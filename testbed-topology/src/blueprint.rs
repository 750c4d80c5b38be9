//! Named topology blueprints
//!
//! A blueprint assembles devices and links into a [`TopologyGraph`] following
//! a static, explicitly ordered address table. Construction order matters:
//! node-count checks run after each phase, so the table's iteration order is
//! part of the contract.

use crate::TopologyError;
use crate::device::{DeviceRole, DeviceSpec};
use crate::graph::TopologyGraph;
use crate::link::LinkSpec;

/// Hub switch of the level-1 plant network.
const HUB: &str = "s3";

const NETMASK: &str = "255.255.255.0";

/// Default shaping for plant links: 30 Mbps, no added delay, no loss.
const LINK_BANDWIDTH_MBPS: f64 = 30.0;

struct HostEntry {
    id: &'static str,
    role: DeviceRole,
    address: &'static str,
    mac: &'static str,
}

const fn host(
    id: &'static str,
    role: DeviceRole,
    address: &'static str,
    mac: &'static str,
) -> HostEntry {
    HostEntry {
        id,
        role,
        address,
        mac,
    }
}

/// Level-1 controllers, id suffix ascending.
const LEVEL1_CONTROLLERS: &[HostEntry] = &[
    host("plc1", DeviceRole::Controller, "192.168.1.10", "00:1d:9c:c7:b0:01"),
    host("plc2", DeviceRole::Controller, "192.168.1.20", "00:1d:9c:c7:b0:02"),
    host("plc3", DeviceRole::Controller, "192.168.1.30", "00:1d:9c:c7:b0:03"),
    host("plc4", DeviceRole::Controller, "192.168.1.40", "00:1d:9c:c7:b0:04"),
    host("plc5", DeviceRole::Controller, "192.168.1.50", "00:1d:9c:c7:b0:05"),
    host("plc6", DeviceRole::Controller, "192.168.1.60", "00:1d:9c:c7:b0:06"),
];

/// Supervision-level stations attached after the controller phase.
const LEVEL1_STATIONS: &[HostEntry] = &[
    host("hmi", DeviceRole::Hmi, "192.168.1.100", "00:1d:9c:c7:b0:10"),
    host("histn", DeviceRole::Historian, "192.168.1.200", "00:1d:9c:c7:b0:11"),
    host("workstn", DeviceRole::Workstation, "192.168.1.201", "00:1d:9c:c7:b0:12"),
];

const LEVEL1_ADVERSARY: HostEntry = host(
    "attacker",
    DeviceRole::Adversary,
    "192.168.1.77",
    "00:1d:9c:c7:b0:77",
);

/// Builds the named blueprint.
pub fn build(blueprint: &str, include_adversary: bool) -> Result<TopologyGraph, TopologyError> {
    match blueprint {
        "level1" => level1(include_adversary),
        other => Err(TopologyError::UnknownBlueprint(other.to_string())),
    }
}

/// Level-1 plant network: six PLCs in a star around the hub switch, plus HMI,
/// historian and workstation uplinks, plus an optional adversarial host.
pub fn level1(include_adversary: bool) -> Result<TopologyGraph, TopologyError> {
    let mut graph = TopologyGraph::new("level1");
    let mut next_link_id = 0u32;

    graph.add_device(&DeviceSpec::switch(HUB))?;

    for entry in LEVEL1_CONTROLLERS {
        attach_host(&mut graph, entry, &mut next_link_id)?;
    }
    expect_node_count(&graph, 1 + LEVEL1_CONTROLLERS.len(), "controller phase")?;

    for entry in LEVEL1_STATIONS {
        attach_host(&mut graph, entry, &mut next_link_id)?;
    }

    if include_adversary {
        attach_host(&mut graph, &LEVEL1_ADVERSARY, &mut next_link_id)?;
        expect_node_count(
            &graph,
            2 + LEVEL1_CONTROLLERS.len() + LEVEL1_STATIONS.len(),
            "adversary phase",
        )?;
    }

    Ok(graph)
}

fn attach_host(
    graph: &mut TopologyGraph,
    entry: &HostEntry,
    next_link_id: &mut u32,
) -> Result<(), TopologyError> {
    let device = DeviceSpec::host(entry.id, entry.role, entry.address, NETMASK, entry.mac)?;
    graph.add_device(&device)?;

    let link = LinkSpec::new(next_link_id.to_string(), LINK_BANDWIDTH_MBPS, 0.0, 0.0)?;
    graph.add_link(entry.id, HUB, &link)?;
    *next_link_id += 1;
    Ok(())
}

/// A mismatch means the static address table disagrees with the blueprint's
/// expected device set. Fatal: the launch must abort before any emulation
/// resource is allocated.
fn expect_node_count(
    graph: &TopologyGraph,
    expected: usize,
    phase: &str,
) -> Result<(), TopologyError> {
    if graph.node_count() != expected {
        return Err(TopologyError::InvariantViolation(format!(
            "{phase}: expected {expected} nodes, found {}",
            graph.node_count()
        )));
    }
    Ok(())
}

#[cfg(test)]
mod tests {
    use super::*;
    use crate::device::DeviceRole;

    #[test]
    fn level1_is_a_hub_star() {
        let graph = level1(false).unwrap();

        assert_eq!(graph.node_count(), 10);
        assert_eq!(graph.edge_count(), 9);
        for node in graph.nodes() {
            if node.id == HUB {
                assert_eq!(graph.degree(&node.id), graph.node_count() - 1);
            } else {
                assert_eq!(graph.degree(&node.id), 1);
                assert!(graph.contains_edge(&node.id, HUB));
            }
        }
    }

    #[test]
    fn adversary_adds_exactly_one_node_and_edge() {
        let base = level1(false).unwrap();
        let with_adversary = level1(true).unwrap();

        assert_eq!(with_adversary.node_count(), base.node_count() + 1);
        assert_eq!(with_adversary.edge_count(), base.edge_count() + 1);

        // The base graph is a strict prefix of the extended one
        for node in base.nodes() {
            assert_eq!(with_adversary.node(&node.id), Some(node));
        }
        for edge in base.edges() {
            assert!(with_adversary.contains_edge(&edge.source, &edge.target));
        }

        let attacker = with_adversary.node("attacker").unwrap();
        assert_eq!(attacker.role(), Some(DeviceRole::Adversary));
        assert!(with_adversary.contains_edge("attacker", HUB));
        assert!(!base.contains_node("attacker"));
    }

    #[test]
    fn construction_is_deterministic() {
        let first = build("level1", true).unwrap();
        let second = build("level1", true).unwrap();
        assert_eq!(first, second);
    }

    #[test]
    fn link_ids_are_monotonic() {
        let graph = level1(true).unwrap();
        let ids: Vec<_> = graph.edges().map(|e| e.attr("id").unwrap()).collect();
        let expected: Vec<String> = (0..graph.edge_count()).map(|i| i.to_string()).collect();
        assert_eq!(ids, expected);
    }

    #[test]
    fn controllers_come_first_in_table_order() {
        let graph = level1(false).unwrap();
        let ids: Vec<_> = graph.nodes().map(|n| n.id.as_str()).collect();
        assert_eq!(
            ids,
            [
                "s3", "plc1", "plc2", "plc3", "plc4", "plc5", "plc6", "hmi", "histn", "workstn"
            ]
        );
    }

    #[test]
    fn unknown_blueprint_is_rejected() {
        let result = build("level99", false);
        assert!(matches!(result, Err(TopologyError::UnknownBlueprint(name)) if name == "level99"));
    }

    #[test]
    fn node_count_mismatch_is_an_invariant_violation() {
        let mut graph = TopologyGraph::new("t");
        graph.add_device(&DeviceSpec::switch(HUB)).unwrap();
        let result = expect_node_count(&graph, 7, "controller phase");
        assert!(matches!(result, Err(TopologyError::InvariantViolation(_))));
    }
}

- - - - -

What you have to do >>
Exactly as they stand, repeat all the records.

Result of this exercise >>
filename testbed-topology/src/blueprint.rs
repository 750c4d80c5b38be9
//! Named topology blueprints
//!
//! A blueprint assembles devices and links into a [`TopologyGraph`] following
//! a static, explicitly ordered address table. Construction order matters:
//! node-count checks run after each phase, so the table's iteration order is
//! part of the contract.

use crate::TopologyError;
use crate::device::{DeviceRole, DeviceSpec};
use crate::graph::TopologyGraph;
use crate::link::LinkSpec;

/// Hub switch of the level-1 plant network.
const HUB: &str = "s3";

const NETMASK: &str = "255.255.255.0";

/// Default shaping for plant links: 30 Mbps, no added delay, no loss.
const LINK_BANDWIDTH_MBPS: f64 = 30.0;

struct HostEntry {
    id: &'static str,
    role: DeviceRole,
    address: &'static str,
    mac: &'static str,
}

const fn host(
    id: &'static str,
    role: DeviceRole,
    address: &'static str,
    mac: &'static str,
) -> HostEntry {
    HostEntry {
        id,
        role,
        address,
        mac,
    }
}

/// Level-1 controllers, id suffix ascending.
const LEVEL1_CONTROLLERS: &[HostEntry] = &[
    host("plc1", DeviceRole::Controller, "192.168.1.10", "00:1d:9c:c7:b0:01"),
    host("plc2", DeviceRole::Controller, "192.168.1.20", "00:1d:9c:c7:b0:02"),
    host("plc3", DeviceRole::Controller, "192.168.1.30", "00:1d:9c:c7:b0:03"),
    host("plc4", DeviceRole::Controller, "192.168.1.40", "00:1d:9c:c7:b0:04"),
    host("plc5", DeviceRole::Controller, "192.168.1.50", "00:1d:9c:c7:b0:05"),
    host("plc6", DeviceRole::Controller, "192.168.1.60", "00:1d:9c:c7:b0:06"),
];

/// Supervision-level stations attached after the controller phase.
const LEVEL1_STATIONS: &[HostEntry] = &[
    host("hmi", DeviceRole::Hmi, "192.168.1.100", "00:1d:9c:c7:b0:10"),
    host("histn", DeviceRole::Historian, "192.168.1.200", "00:1d:9c:c7:b0:11"),
    host("workstn", DeviceRole::Workstation, "192.168.1.201", "00:1d:9c:c7:b0:12"),
];

const LEVEL1_ADVERSARY: HostEntry = host(
    "attacker",
    DeviceRole::Adversary,
    "192.168.1.77",
    "00:1d:9c:c7:b0:77",
);

/// Builds the named blueprint.
pub fn build(blueprint: &str, include_adversary: bool) -> Result<TopologyGraph, TopologyError> {
    match blueprint {
        "level1" => level1(include_adversary),
        other => Err(TopologyError::UnknownBlueprint(other.to_string())),
    }
}

/// Level-1 plant network: six PLCs in a star around the hub switch, plus HMI,
/// historian and workstation uplinks, plus an optional adversarial host.
pub fn level1(include_adversary: bool) -> Result<TopologyGraph, TopologyError> {
    let mut graph = TopologyGraph::new("level1");
    let mut next_link_id = 0u32;

    graph.add_device(&DeviceSpec::switch(HUB))?;

    for entry in LEVEL1_CONTROLLERS {
        attach_host(&mut graph, entry, &mut next_link_id)?;
    }
    expect_node_count(&graph, 1 + LEVEL1_CONTROLLERS.len(), "controller phase")?;

    for entry in LEVEL1_STATIONS {
        attach_host(&mut graph, entry, &mut next_link_id)?;
    }

    if include_adversary {
        attach_host(&mut graph, &LEVEL1_ADVERSARY, &mut next_link_id)?;
        expect_node_count(
            &graph,
            2 + LEVEL1_CONTROLLERS.len() + LEVEL1_STATIONS.len(),
            "adversary phase",
        )?;
    }

    Ok(graph)
}

fn attach_host(
    graph: &mut TopologyGraph,
    entry: &HostEntry,
    next_link_id: &mut u32,
) -> Result<(), TopologyError> {
    let device = DeviceSpec::host(entry.id, entry.role, entry.address, NETMASK, entry.mac)?;
    graph.add_device(&device)?;

    let link = LinkSpec::new(next_link_id.to_string(), LINK_BANDWIDTH_MBPS, 0.0, 0.0)?;
    graph.add_link(entry.id, HUB, &link)?;
    *next_link_id += 1;
    Ok(())
}

/// A mismatch means the static address table disagrees with the blueprint's
/// expected device set. Fatal: the launch must abort before any emulation
/// resource is allocated.
fn expect_node_count(
    graph: &TopologyGraph,
    expected: usize,
    phase: &str,
) -> Result<(), TopologyError> {
    if graph.node_count() != expected {
        return Err(TopologyError::InvariantViolation(format!(
            "{phase}: expected {expected} nodes, found {}",
            graph.node_count()
        )));
    }
    Ok(())
}

#[cfg(test)]
mod tests {
    use super::*;
    use crate::device::DeviceRole;

    #[test]
    fn level1_is_a_hub_star() {
        let graph = level1(false).unwrap();

        assert_eq!(graph.node_count(), 10);
        assert_eq!(graph.edge_count(), 9);
        for node in graph.nodes() {
            if node.id == HUB {
                assert_eq!(graph.degree(&node.id), graph.node_count() - 1);
            } else {
                assert_eq!(graph.degree(&node.id), 1);
                assert!(graph.contains_edge(&node.id, HUB));
            }
        }
    }

    #[test]
    fn adversary_adds_exactly_one_node_and_edge() {
        let base = level1(false).unwrap();
        let with_adversary = level1(true).unwrap();

        assert_eq!(with_adversary.node_count(), base.node_count() + 1);
        assert_eq!(with_adversary.edge_count(), base.edge_count() + 1);

        // The base graph is a strict prefix of the extended one
        for node in base.nodes() {
            assert_eq!(with_adversary.node(&node.id), Some(node));
        }
        for edge in base.edges() {
            assert!(with_adversary.contains_edge(&edge.source, &edge.target));
        }

        let attacker = with_adversary.node("attacker").unwrap();
        assert_eq!(attacker.role(), Some(DeviceRole::Adversary));
        assert!(with_adversary.contains_edge("attacker", HUB));
        assert!(!base.contains_node("attacker"));
    }

    #[test]
    fn construction_is_deterministic() {
        let first = build("level1", true).unwrap();
        let second = build("level1", true).unwrap();
        assert_eq!(first, second);
    }

    #[test]
    fn link_ids_are_monotonic() {
        let graph = level1(true).unwrap();
        let ids: Vec<_> = graph.edges().map(|e| e.attr("id").unwrap()).collect();
        let expected: Vec<String> = (0..graph.edge_count()).map(|i| i.to_string()).collect();
        assert_eq!(ids, expected);
    }

    #[test]
    fn controllers_come_first_in_table_order() {
        let graph = level1(false).unwrap();
        let ids: Vec<_> = graph.nodes().map(|n| n.id.as_str()).collect();
        assert_eq!(
            ids,
            [
                "s3", "plc1", "plc2", "plc3", "plc4", "plc5", "plc6", "hmi", "histn", "workstn"
            ]
        );
    }

    #[test]
    fn unknown_blueprint_is_rejected() {
        let result = build("level99", false);
        assert!(matches!(result, Err(TopologyError::UnknownBlueprint(name)) if name == "level99"));
    }

    #[test]
    fn node_count_mismatch_is_an_invariant_violation() {
        let mut graph = TopologyGraph::new("t");
        graph.add_device(&DeviceSpec::switch(HUB)).unwrap();
        let result = expect_node_count(&graph, 7, "controller phase");
        assert!(matches!(result, Err(TopologyError::InvariantViolation(_))));
    }
}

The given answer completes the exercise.